Para que el PP supere holgadamente los 130 escaños que harían verosímil el plan de Casado, tendría que estar por encima del 30% del voto y abrir un hueco respecto al PSOE de al menos cinco puntos. Ese resultado no es compatible con un Vox que, hoy por hoy, está viendo más próximo el techo del 20% que el suelo del 15% (en 2016, para que Rajoy llegara al 33%, fue necesario que Rivera se quedara en el 13%).
Primera condición, pues: duplicar al menos el voto que logre Vox. Dos de Casado por cada uno de Abascal. Ningún indicador demoscópico actual muestra esa tendencia. Al revés, todo indica que Vox sigue ganando fuerza y que se beneficia de la pulsión antisanchista en la misma medida que el PP. Y no parece que asumir su agenda y mimetizar su discurso sea un camino efectivo para debilitarlo, más bien al contrario. Solo una lectura mecánica y rudimentaria del fenómeno Ayuso avala esa idea.
La segunda condición sería inducir una depresión del voto socialista por debajo del 25%. ¿Adónde deberían ir a parar esos votantes que perdiera el PSOE? Necesariamente, al PP. Casado tendría que hacer saltar la frontera y atraer a más de medio millón de votantes de Sánchez para que la alineación astral favoreciera su designio de gobernar en solitario sin depender necesariamente y para todo de la extrema derecha.
El problema es que esos votantes de centro izquierda supuestamente desenganchados del sanchismo necesitarían un recipiente mínimamente confortable para su papeleta; en otro caso, se quedarían en casa o volverían a votar al partido de Sánchez tapándose la nariz.
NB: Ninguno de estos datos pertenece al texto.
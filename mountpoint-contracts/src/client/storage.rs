// SPDX-License-Identifier: GPL-3.0-only

use async_trait::async_trait;
use mountpoint_types::{PartitionRequest, PartitioningMethod, PartitioningPath};
use zbus::proxy::CacheProperties;
use zbus::zvariant::OwnedObjectPath;
use zbus::{Connection, proxy};

use super::codec::{RequestStruct, decode_requests, encode_requests};
use super::connection::{BusTarget, shared_connection};
use super::error::ClientError;
use crate::{BackendError, PartitioningBackend};

/// D-Bus proxy interface for the storage module root object
#[proxy(
    interface = "org.fedoraproject.Anaconda.Modules.Storage",
    default_service = "org.fedoraproject.Anaconda.Modules.Storage",
    default_path = "/org/fedoraproject/Anaconda/Modules/Storage"
)]
pub trait StorageInterface {
    /// Create a new partitioning object for the given method
    async fn create_partitioning(&self, method: &str) -> zbus::Result<OwnedObjectPath>;

    /// Partitioning objects created so far
    #[zbus(property)]
    fn created_partitioning(&self) -> zbus::Result<Vec<OwnedObjectPath>>;
}

/// D-Bus proxy interface for boot-loader configuration
#[proxy(
    interface = "org.fedoraproject.Anaconda.Modules.Storage.Bootloader",
    default_service = "org.fedoraproject.Anaconda.Modules.Storage",
    default_path = "/org/fedoraproject/Anaconda/Modules/Storage/Bootloader"
)]
pub trait BootloaderInterface {
    #[zbus(property)]
    fn set_drive(&self, drive: &str) -> zbus::Result<()>;
}

/// Base interface shared by every partitioning object
#[proxy(
    interface = "org.fedoraproject.Anaconda.Modules.Storage.Partitioning",
    default_service = "org.fedoraproject.Anaconda.Modules.Storage"
)]
pub trait PartitioningInterface {
    #[zbus(property)]
    fn partitioning_method(&self) -> zbus::Result<String>;
}

/// Interface of a MANUAL partitioning object
#[proxy(
    interface = "org.fedoraproject.Anaconda.Modules.Storage.Partitioning.Manual",
    default_service = "org.fedoraproject.Anaconda.Modules.Storage"
)]
pub trait ManualPartitioningInterface {
    /// Requests for every usable device, merged with the current ones
    async fn gather_requests(&self) -> zbus::Result<Vec<RequestStruct>>;

    #[zbus(property)]
    fn requests(&self) -> zbus::Result<Vec<RequestStruct>>;

    #[zbus(property)]
    fn set_requests(&self, requests: Vec<RequestStruct>) -> zbus::Result<()>;
}

/// Client for the storage module operations used by the mount-point editor
#[derive(Clone)]
pub struct StorageClient {
    connection: Connection,
}

impl StorageClient {
    /// Create a client on the shared installer bus connection
    pub async fn new(target: &BusTarget) -> Result<Self, ClientError> {
        let conn = shared_connection(target).await?;
        Ok(Self::with_connection(conn.clone()))
    }

    pub fn with_connection(connection: Connection) -> Self {
        Self { connection }
    }

    async fn storage(&self) -> Result<StorageInterfaceProxy<'_>, ClientError> {
        StorageInterfaceProxy::builder(&self.connection)
            .cache_properties(CacheProperties::No)
            .build()
            .await
            .map_err(|e| ClientError::Connection(format!("Failed to create storage proxy: {e}")))
    }

    async fn partitioning(
        &self,
        path: &PartitioningPath,
    ) -> Result<PartitioningInterfaceProxy<'_>, ClientError> {
        Ok(PartitioningInterfaceProxy::builder(&self.connection)
            .path(path.as_str().to_owned())?
            .cache_properties(CacheProperties::No)
            .build()
            .await?)
    }

    async fn manual(
        &self,
        path: &PartitioningPath,
    ) -> Result<ManualPartitioningInterfaceProxy<'_>, ClientError> {
        Ok(ManualPartitioningInterfaceProxy::builder(&self.connection)
            .path(path.as_str().to_owned())?
            .cache_properties(CacheProperties::No)
            .build()
            .await?)
    }

    async fn set_drive(&self, drive: &str) -> Result<(), ClientError> {
        let proxy = BootloaderInterfaceProxy::new(&self.connection).await?;
        Ok(proxy.set_drive(drive).await?)
    }

    async fn create(&self, method: &PartitioningMethod) -> Result<PartitioningPath, ClientError> {
        let path = self.storage().await?.create_partitioning(method.as_str()).await?;
        Ok(PartitioningPath::new(path.as_str()))
    }

    async fn set_requests(
        &self,
        partitioning: &PartitioningPath,
        requests: &[PartitionRequest],
    ) -> Result<(), ClientError> {
        let encoded = encode_requests(requests)?;
        Ok(self.manual(partitioning).await?.set_requests(encoded).await?)
    }

    async fn method(&self, partitioning: &PartitioningPath) -> Result<PartitioningMethod, ClientError> {
        let method = self.partitioning(partitioning).await?.partitioning_method().await?;
        Ok(PartitioningMethod::from(method))
    }

    async fn requests(
        &self,
        partitioning: &PartitioningPath,
    ) -> Result<Vec<PartitionRequest>, ClientError> {
        decode_requests(self.manual(partitioning).await?.requests().await?)
    }

    async fn gather(
        &self,
        partitioning: &PartitioningPath,
    ) -> Result<Vec<PartitionRequest>, ClientError> {
        decode_requests(self.manual(partitioning).await?.gather_requests().await?)
    }

    async fn created(&self) -> Result<Vec<PartitioningPath>, ClientError> {
        let paths = self.storage().await?.created_partitioning().await?;
        Ok(paths
            .iter()
            .map(|path| PartitioningPath::new(path.as_str()))
            .collect())
    }
}

#[async_trait]
impl PartitioningBackend for StorageClient {
    async fn set_bootloader_drive(&self, drive: &str) -> Result<(), BackendError> {
        tracing::debug!(drive, "setting boot-loader drive");
        Ok(self.set_drive(drive).await?)
    }

    async fn create_partitioning(
        &self,
        method: &PartitioningMethod,
    ) -> Result<PartitioningPath, BackendError> {
        let path = self.create(method).await?;
        tracing::info!(%method, %path, "created partitioning");
        Ok(path)
    }

    async fn set_manual_partitioning_requests(
        &self,
        partitioning: &PartitioningPath,
        requests: &[PartitionRequest],
    ) -> Result<(), BackendError> {
        tracing::debug!(%partitioning, count = requests.len(), "replacing manual requests");
        Ok(self.set_requests(partitioning, requests).await?)
    }

    async fn partitioning_method(
        &self,
        partitioning: &PartitioningPath,
    ) -> Result<PartitioningMethod, BackendError> {
        Ok(self.method(partitioning).await?)
    }

    async fn manual_requests(
        &self,
        partitioning: &PartitioningPath,
    ) -> Result<Vec<PartitionRequest>, BackendError> {
        Ok(self.requests(partitioning).await?)
    }

    async fn gather_requests(
        &self,
        partitioning: &PartitioningPath,
    ) -> Result<Vec<PartitionRequest>, BackendError> {
        Ok(self.gather(partitioning).await?)
    }

    async fn created_partitioning(&self) -> Result<Vec<PartitioningPath>, BackendError> {
        Ok(self.created().await?)
    }
}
Extinguido Ciudadanos, el único recipiente posible sería el PP. Pero discursos como el de Valencia resultan terminantemente disuasorios para ese público. No sirve de nada apelar a “los socialdemócratas responsables” si a continuación se les ofrece lo que para ellos es cianuro ideológico.
A falta de un Draghi para España y si no funcionan el cuento ni las cuentas de Casado, estaremos en la alternativa pavorosa entre un Gobierno de la derecha conservadora atado en corto por la extrema derecha populista o cuatro años más de Sánchez asociado (amigos para siempre) a la galaxia destituyente. En esa disyuntiva, que hoy parece la más probable, habrá que intentar hacerse alemán o, en su defecto, recordar que el voto en blanco es también un voto válido.